General-in-Chief (大將軍)
- In office April 23, 220 – June 13, 220
- Monarch: Emperor Xian of Han
- Chancellor: Cao Pi

General of the Vanguard (前將軍)
- In office 219 – April 23, 220
- Monarch: Emperor Xian of Han
- Chancellor: Cao Cao / Cao Pi

General Who Calms the Waves (伏波將軍)
- In office 204 – 219
- Monarch: Emperor Xian of Han
- Chancellor: Cao Cao (from 208)

Intendant of Henan (河南尹)

General Who Builds Martial Might (建武將軍).

Administrator (太守) of Jiyin Commandery (濟陰)

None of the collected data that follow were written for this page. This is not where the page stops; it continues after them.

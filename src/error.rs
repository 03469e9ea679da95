//! Error types with fix suggestions

use thiserror::Error;

/// Trait for errors that provide fix suggestions
pub trait FixSuggestion {
    fn fix_suggestion(&self) -> Option<&str>;
}

/// Fatal resolution errors.
///
/// A render either returns a complete artifact or one of these; there is
/// no partial output and no retry path. Optional-field absence is never
/// an error.
#[derive(Error, Debug)]
pub enum ConfigError {
    #[error("missing database host property or link")]
    MissingDatabaseHost,

    #[error("can't find link '{name}'")]
    MissingLink { name: String },

    #[error("{link} is required. Zero instances found.")]
    EmptyLinkInstances { link: String },

    #[error("missing credhub uaa properties")]
    MissingUaaProperties,

    #[error("missing credhub UAA credentials")]
    MissingUaaCredentials,

    #[error("can't find property '{path}'")]
    MissingProperty { path: String },

    #[error("ldap_enabled and ldap_test_mode are mutually exclusive")]
    ConflictingLdapModes,

    #[error("YAML error: {0}")]
    Yaml(#[from] serde_yaml::Error),

    #[error("JSON error: {0}")]
    Json(#[from] serde_json::Error),

    #[error("IO error: {0}")]
    Io(#[from] std::io::Error),
}

impl FixSuggestion for ConfigError {
    fn fix_suggestion(&self) -> Option<&str> {
        match self {
            ConfigError::MissingDatabaseHost => {
                Some("Set db.host or bind a 'database' link with at least one instance")
            }
            ConfigError::MissingLink { .. } => {
                Some("Bind the link in the deployment manifest, or configure the direct properties instead")
            }
            ConfigError::EmptyLinkInstances { .. } => {
                Some("Scale the provider job to at least one instance")
            }
            ConfigError::MissingUaaProperties | ConfigError::MissingUaaCredentials => {
                Some("Set credhub.uaa_client_id and credhub.uaa_client_secret")
            }
            ConfigError::MissingProperty { .. } => {
                Some("Set the property in the job's manifest")
            }
            ConfigError::ConflictingLdapModes => {
                Some("Enable only one of ldap_enabled / ldap_test_mode")
            }
            ConfigError::Yaml(_) => Some("Check YAML syntax: indentation and quoting"),
            ConfigError::Json(_) => None,
            ConfigError::Io(_) => Some("Check file path and permissions"),
        }
    }
}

Administrator (太守) of Dong Commandery (東郡)
- In office 192 – ?
- Preceded by: Cao Cao

Colonel Who Breaks and Charges (折衝校尉)

Major (司馬)
- In office 190 – ?

Personal details
- Born: Unknown Bozhou, Anhui
- Died: 13 June 220
- Children: Xiahou Chong; Xiahou Mao; Xiahou Zizang; Xiahou Zijiang; at least three other sons;
- Relatives: Xiahou Lian (brother); Xiahou Yuan (cousin);
- Occupation: Military general, politician
- Courtesy name: Yuanrang (元讓)
- Posthumous name: Marquis Zhong (忠侯)
- Peerage: Marquis of Gao'an District (高安鄉侯)
- Nickname: "Blind Xiahou" (盲夏侯)

Chinese name
- Traditional Chinese: 夏侯惇

Standard Mandarin
- Hanyu Pinyin: Xiàhóu Dūn
- Wade–Giles: Hsia^{4}-hou^{2} Tun^{1}

Middle Chinese
- Middle Chinese: ɦˠa^{X}-ɦəu tuən

Old Chinese
- Zhengzhang: *ɡraːʔ ɡoː tuːn

= Xiahou Dun =

Chinese Han dynasty general (died 220)

Xiahou Dun (died 13 June 220), courtesy name Yuanrang, was a Chinese military general and politician serving under the warlord Cao Cao during the late Eastern Han dynasty of China. He served for a few months under Cao Cao's successor, Cao Pi, before his death. As one of Cao Cao's most trusted generals, Xiahou Dun aided the warlord in his campaigns against Lü Bu, Liu Bei, Sun Quan and others.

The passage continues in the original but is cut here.